Posted by fidest press agency su giovedì, 30 agosto 2018

Taormina Domenica 16 settembre alle 19,00 l’appuntamento è sulla terrazza dell’Art -Hotel Vello D’Oro alla presenza di Vittorio Sgarbi. In uno scenario spettacolare, con il tramonto sull’Etna, diversi artisti ricorderanno la figura del Maestro Cuscona, che concepì l’Hotel interamente come uno spazio d’arte.
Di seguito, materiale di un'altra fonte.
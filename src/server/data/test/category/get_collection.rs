use super::*;

/// Tests filtering with `$contains` and sorting by name descending.
///
/// Expected: Ok with only matching categories, total reflecting the filter
#[tokio::test]
async fn filters_and_sorts() -> Result<(), DbErr> {
    let test = TestBuilder::new().with_table(Category).build().await.unwrap();
    let db = test.db.as_ref().unwrap();

    for name in ["World War", "Cold War", "Poetry"] {
        factory::category::CategoryFactory::new(db)
            .name(name)
            .build()
            .await?;
    }

    let query = CollectionQuery {
        filter: Some(r#"{"name":{"$contains":"war"}}"#.to_string()),
        sort: Some("-name".to_string()),
        ..Default::default()
    }
    .parse::<CategoryProperties>()
    .unwrap();

    let collection = CategoryRepository::new(db).get_collection(query).await?;

    let names: Vec<_> = collection.items.iter().map(|c| c.name.as_str()).collect();
    assert_eq!(names, vec!["World War", "Cold War"]);
    assert_eq!(collection.total, 2);

    Ok(())
}

/// Expected: Ok with the second page holding the remainder
#[tokio::test]
async fn paginates() -> Result<(), DbErr> {
    let test = TestBuilder::new().with_table(Category).build().await.unwrap();
    let db = test.db.as_ref().unwrap();

    for _ in 0..5 {
        factory::create_category(db).await?;
    }

    let query = CollectionQuery {
        page: 1,
        limit: 3,
        ..Default::default()
    }
    .parse::<CategoryProperties>()
    .unwrap();

    let collection = CategoryRepository::new(db).get_collection(query).await?;

    assert_eq!(collection.items.len(), 2);
    assert_eq!(collection.total, 5);
    assert_eq!(collection.total_pages(), 2);

    Ok(())
}

/// Tests `$contains` over non-ASCII names, including a renamed category.
///
/// Expected: Ok with matches regardless of letter case
#[tokio::test]
async fn contains_folds_non_ascii_case() -> Result<(), DbErr> {
    let test = TestBuilder::new().with_table(Category).build().await.unwrap();
    let db = test.db.as_ref().unwrap();

    factory::category::CategoryFactory::new(db)
        .name("ĐẮC NHÂN TÂM")
        .build()
        .await?;
    let renamed = factory::category::CategoryFactory::new(db)
        .name("Poetry")
        .build()
        .await?;
    CategoryRepository::new(db)
        .update(UpdateCategoryParams {
            id: renamed.id,
            name: Some("Đắc Văn".to_string()),
            ..Default::default()
        })
        .await?;

    let query = CollectionQuery {
        filter: Some(r#"{"name":{"$contains":"đắc"}}"#.to_string()),
        sort: Some("id".to_string()),
        ..Default::default()
    }
    .parse::<CategoryProperties>()
    .unwrap();

    let collection = CategoryRepository::new(db).get_collection(query).await?;

    let names: Vec<_> = collection.items.iter().map(|c| c.name.as_str()).collect();
    assert_eq!(names, vec!["ĐẮC NHÂN TÂM", "Đắc Văn"]);

    Ok(())
}
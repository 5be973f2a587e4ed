use chrono::{DateTime, Utc};
use entity::chapter::Column;

use crate::{
    model::chapter::{ChapterDto, ChapterEpisodesDto, CreateChapterDto, UpdateChapterDto},
    server::{
        collection::{CollectionProperties, Field},
        model::{book::Book, episode::Episode},
    },
};

#[derive(Debug, Clone, PartialEq)]
pub struct Chapter {
    pub id: i32,
    pub name: String,
    pub description: Option<String>,
    pub url: Option<String>,
    pub is_premium: bool,
    pub book_id: i32,
    pub created_at: DateTime<Utc>,
    pub updated_at: DateTime<Utc>,
}

impl Chapter {
    pub fn from_entity(entity: entity::chapter::Model) -> Self {
        Self {
            id: entity.id,
            name: entity.name,
            description: entity.description,
            url: entity.url,
            is_premium: entity.is_premium,
            book_id: entity.book_id,
            created_at: entity.created_at,
            updated_at: entity.updated_at,
        }
    }

    pub fn into_dto(self) -> ChapterDto {
        ChapterDto {
            id: self.id,
            name: self.name,
            description: self.description,
            url: self.url,
            is_premium: self.is_premium,
            book_id: self.book_id,
            created_at: self.created_at,
            updated_at: self.updated_at,
        }
    }
}

/// A chapter with its parent book and its episodes, newest first.
#[derive(Debug, Clone)]
pub struct ChapterEpisodes {
    pub book: Book,
    pub chapter: Chapter,
    pub episodes: Vec<Episode>,
}

impl ChapterEpisodes {
    pub fn into_dto(self) -> ChapterEpisodesDto {
        ChapterEpisodesDto {
            book: self.book.into_dto(),
            chapter: self.chapter.into_dto(),
            episodes: self.episodes.into_iter().map(Episode::into_dto).collect(),
        }
    }
}

#[derive(Debug, Clone)]
pub struct CreateChapterParams {
    pub name: String,
    pub description: Option<String>,
    pub url: Option<String>,
    pub is_premium: bool,
    pub book_id: i32,
}

impl CreateChapterParams {
    pub fn from_dto(dto: CreateChapterDto) -> Self {
        Self {
            name: dto.name,
            description: dto.description,
            url: dto.url,
            is_premium: dto.is_premium.unwrap_or(true),
            book_id: dto.book_id,
        }
    }
}

#[derive(Debug, Clone, Default)]
pub struct UpdateChapterParams {
    pub id: i32,
    pub name: Option<String>,
    pub description: Option<String>,
    pub url: Option<String>,
    pub is_premium: Option<bool>,
    pub book_id: Option<i32>,
}

impl UpdateChapterParams {
    pub fn from_dto(id: i32, dto: UpdateChapterDto) -> Self {
        Self {
            id,
            name: dto.name,
            description: dto.description,
            url: dto.url,
            is_premium: dto.is_premium,
            book_id: dto.book_id,
        }
    }
}

pub struct ChapterProperties;

impl CollectionProperties for ChapterProperties {
    type Entity = entity::prelude::Chapter;

    const FIELDS: &'static [Field<Column>] = &[
        Field::text("name", Column::Name).folded(Column::NameSearch),
        Field::text("description", Column::Description)
            .folded(Column::DescriptionSearch)
            .unsortable(),
        Field::boolean("is_premium", Column::IsPremium),
        Field::integer("book_id", Column::BookId),
        Field::timestamp("created_at", Column::CreatedAt),
        Field::timestamp("updated_at", Column::UpdatedAt),
    ];

    fn id_column() -> Column {
        Column::Id
    }
}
La serata avrà protagonisti gli attori Elio Crifò (nelle vesti di presentatore),Annalisa Picconi,Valentina Martino Ghiglia, Francesca Romana Miceli Picardi, il chitarrista Jakob Fischer, gli artisti figurativi Aykut Saribas e il gruppo danese GYRR che per l’occasone dedicherà a Giuseppe Cuscona l’opera scultorea ”Pancrazio”: presenterà l’opera lo storico d’arte danese Ole Villadsen. Coordinatrice delle iniziative: Tamako Sakiko Chemi.
Direzione artistica : Maria Brigida Cuscona.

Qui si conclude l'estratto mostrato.